If DiskBalancer was explicitly stopped (via CLI), it remains STOPPED even after the datanode returns to IN_SERVICE state.

This ensures DiskBalancer respects datanode lifecycle management and does not interfere with maintenance or decommissioning operations.

Feature Flag

The DiskBalancer feature is gated behind a feature flag (hdds.datanode.disk.balancer.enabled) to allow controlled rollout. By default, the feature is disabled. When disabled, the DiskBalancer service is not initialized on datanodes, and the CLI commands are hidden from the main help output to prevent accidental usage.

DiskBalancer Metrics

The DiskBalancer service exposes JMX metrics on each Datanode for real-time monitoring. These metrics provide insights into the balancer’s activity, progress, and overall health.

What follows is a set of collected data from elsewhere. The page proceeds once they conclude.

fn classify_request(state: &AppState, request: &ChatCompletionRequest) -> Classification {
    let prompt = request.classifier_prompt();
    let system_prompt = request.classifier_system_prompt();
    let result = routing::classify(&prompt, &system_prompt, &state.config.routing);
    let est_input_tokens = request.estimated_input_tokens();

    if est_input_tokens > state.config.routing.max_tokens_force_complex {
        return Classification {
            tier: Tier::Complex,
            reasoning: "Input exceeds the size limit for non-COMPLEX tiers".to_string(),
            confidence: 0.95,
            signals: result.signals,
            agentic: result.agentic_score >= state.config.routing.agentic_threshold,
        };
    }

    let mut tier = result.tier.unwrap_or(state.config.routing.ambiguous_default_tier);
    if STRUCTURED_OUTPUT_RE.is_match(&system_prompt) {
        tier = tier.max(state.config.routing.structured_output_min_tier);
    }

    let agentic = state.config.routing.agentic_mode || result.agentic_score >= state.config.routing.agentic_threshold;
    let reasoning = format!("classified as {tier} (confidence {:.2})", result.confidence);
    Classification { tier, reasoning, confidence: result.confidence, signals: result.signals, agentic }
}

async fn maybe_downgrade_for_balance(state: &AppState, request: &mut ChatCompletionRequest) -> bool {
    let Some(model) = state.selector.model(&request.model) else { return false };
    let input_tokens = request.estimated_input_tokens();
    let output_tokens = request.max_tokens.unwrap_or(DEFAULT_OUTPUT_TOKEN_ESTIMATE);
    let est_micros = attempt_cost_micros(model, input_tokens, output_tokens);

    let info = match state.balance.check_balance().await {
        Ok(info) => info,
        Err(e) => {
            warn!(error = %e, "balance RPC read failed; proceeding without a downgrade");
            return false;
        }
    };

    if info.is_empty {
        request.model = state.config.routing.free_model.clone();
        return true;
    }

    let balance_with_margin =
        (info.balance_usd * dec!(1_000_000) * BALANCE_SAFETY_FACTOR).to_u128().unwrap_or(0);
    if balance_with_margin < est_micros {
        request.model = state.config.routing.free_model.clone();
        return true;
    }
    false
}
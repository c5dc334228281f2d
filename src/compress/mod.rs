//! Context compression: optional, off by default, applied only once the
//! per-attempt body exceeds a size threshold. Exact-hash message dedup
//! (not shingle/Jaccard near-duplicate detection) plus CJK-aware token
//! estimation for deciding when compression is warranted.

use std::collections::HashSet;

use serde_json::Value;

use crate::llm::{ChatMessage, Role};

#[derive(Debug, Clone, Copy, Default)]
pub struct CompressionStats {
    pub messages_before: usize,
    pub messages_after: usize,
    pub bytes_before: usize,
    pub bytes_after: usize,
}

/// Apply the compression pipeline if `body_len` exceeds `threshold_bytes`;
/// otherwise return the messages unchanged.
pub fn compress_if_over_threshold(
    messages: &[ChatMessage],
    body_len: usize,
    threshold_bytes: usize,
) -> (Vec<ChatMessage>, CompressionStats) {
    let bytes_before = body_len;
    if body_len <= threshold_bytes {
        return (
            messages.to_vec(),
            CompressionStats { messages_before: messages.len(), messages_after: messages.len(), bytes_before, bytes_after: bytes_before },
        );
    }

    let deduped = dedup_exact(messages);
    let compacted: Vec<ChatMessage> = deduped.into_iter().map(normalize_and_compact).collect();
    let bytes_after = compacted.iter().map(|m| m.content_text().len()).sum();
    let messages_after = compacted.len();

    (
        compacted,
        CompressionStats { messages_before: messages.len(), messages_after, bytes_before, bytes_after },
    )
}

/// Remove exact-content duplicate messages, keeping the first occurrence.
/// Messages of different roles are never considered duplicates of one
/// another; `system` messages are never deduplicated.
fn dedup_exact(messages: &[ChatMessage]) -> Vec<ChatMessage> {
    let mut seen: HashSet<(String, u64)> = HashSet::new();
    let mut kept = Vec::with_capacity(messages.len());
    for message in messages {
        if message.role == Role::System {
            kept.push(message.clone());
            continue;
        }
        let role_key = format!("{:?}", message.role);
        let content_hash = hash_str(&message.content_text());
        if seen.insert((role_key, content_hash)) {
            kept.push(message.clone());
        }
    }
    kept
}

/// Whitespace-normalize a message's text content, and if a tool message's
/// content looks like JSON, compact it (drop insignificant whitespace).
fn normalize_and_compact(mut message: ChatMessage) -> ChatMessage {
    let text = message.content_text();
    if text.is_empty() {
        return message;
    }

    let normalized = normalize_whitespace(&text);
    let final_text = if message.role == Role::Tool {
        compact_json(&normalized).unwrap_or(normalized)
    } else {
        normalized
    };

    message.content = Some(Value::String(final_text));
    message
}

fn normalize_whitespace(text: &str) -> String {
    text.split_whitespace().collect::<Vec<_>>().join(" ")
}

/// Re-serialize `text` without insignificant whitespace if it parses as
/// JSON; `None` if it doesn't look like JSON at all.
fn compact_json(text: &str) -> Option<String> {
    let value: Value = serde_json::from_str(text).ok()?;
    serde_json::to_string(&value).ok()
}

/// FNV-1a string hash, stable across runs and process restarts.
fn hash_str(s: &str) -> u64 {
    let mut hash: u64 = 0xcbf29ce484222325;
    for byte in s.as_bytes() {
        hash ^= *byte as u64;
        hash = hash.wrapping_mul(0x100000001b3);
    }
    hash
}

/// CJK-aware token estimate for a single piece of text (ASCII ~4
/// chars/token, CJK ~1.5 chars/token).
pub fn estimate_tokens(text: &str) -> usize {
    let mut ascii_chars = 0usize;
    let mut cjk_chars = 0usize;
    for ch in text.chars() {
        if is_cjk(ch) {
            cjk_chars += 1;
        } else {
            ascii_chars += 1;
        }
    }
    let ascii_tokens = ascii_chars / 4;
    let cjk_tokens = (cjk_chars as f64 / 1.5).ceil() as usize;
    ascii_tokens + cjk_tokens + 4
}

fn is_cjk(ch: char) -> bool {
    matches!(ch,
        '\u{4e00}'..='\u{9fff}' |
        '\u{3400}'..='\u{4dbf}' |
        '\u{3000}'..='\u{303f}' |
        '\u{ff00}'..='\u{ffef}'
    )
}

#[cfg(test)]
mod tests {
    use super::*;
    use serde_json::json;

    fn msg(role: Role, content: &str) -> ChatMessage {
        ChatMessage {
            role,
            content: Some(Value::String(content.to_string())),
            name: None,
            tool_call_id: None,
            tool_calls: None,
            reasoning_content: None,
            extra: Default::default(),
        }
    }

    #[test]
    fn below_threshold_is_unchanged() {
        let messages = vec![msg(Role::User, "hi")];
        let (out, stats) = compress_if_over_threshold(&messages, 100, 1000);
        assert_eq!(out.len(), 1);
        assert_eq!(stats.messages_before, stats.messages_after);
    }

    #[test]
    fn exact_duplicate_user_messages_are_deduped() {
        let messages = vec![msg(Role::User, "please help"), msg(Role::Assistant, "ok"), msg(Role::User, "please help")];
        let (out, _) = compress_if_over_threshold(&messages, 1_000_000, 10);
        assert_eq!(out.len(), 2);
    }

    #[test]
    fn system_messages_are_never_deduped() {
        let messages = vec![msg(Role::System, "be terse"), msg(Role::System, "be terse")];
        let (out, _) = compress_if_over_threshold(&messages, 1_000_000, 10);
        assert_eq!(out.len(), 2);
    }

    #[test]
    fn different_roles_same_content_both_kept() {
        let messages = vec![msg(Role::User, "same text"), msg(Role::Assistant, "same text")];
        let (out, _) = compress_if_over_threshold(&messages, 1_000_000, 10);
        assert_eq!(out.len(), 2);
    }

    #[test]
    fn whitespace_is_normalized() {
        let messages = vec![msg(Role::User, "hello   \n\n  world")];
        let (out, _) = compress_if_over_threshold(&messages, 1_000_000, 10);
        assert_eq!(out[0].content_text(), "hello world");
    }

    #[test]
    fn tool_message_json_content_is_compacted() {
        let raw = json!({"a": 1, "b": [1,2,3]}).to_string();
        let pretty = format!("  {}  \n", serde_json::to_string_pretty(&json!({"a":1,"b":[1,2,3]})).unwrap());
        let messages = vec![msg(Role::Tool, &pretty)];
        let (out, _) = compress_if_over_threshold(&messages, 1_000_000, 10);
        assert_eq!(out[0].content_text(), raw);
    }

    #[test]
    fn cjk_text_estimates_fewer_chars_per_token() {
        let ascii = estimate_tokens("aaaaaaaaaaaaaaaa");
        let cjk = estimate_tokens("中中中中中中中中中中中中中中中中");
        assert!(cjk > ascii);
    }
}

DiskBalancer Service Metrics	Description
`SuccessCount`	The number of successful balance jobs.
`SuccessBytes`	The total bytes for successfully balanced jobs.
`FailureCount`	The number of failed balance jobs.
`moveSuccessTime`	The time spent on successful container moves.
`moveFailureTime`	The time spent on failed container moves.
`runningLoopCount`	The total number of times the balancer’s main loop has run.
`idleLoopNoAvailableVolumePairCount`	The number of loops where balancing did not run because no suitable source/destination volume pair could be found.
`idleLoopExceedsBandwidthCount`	The number of loops where balancing did not run due to bandwidth limits.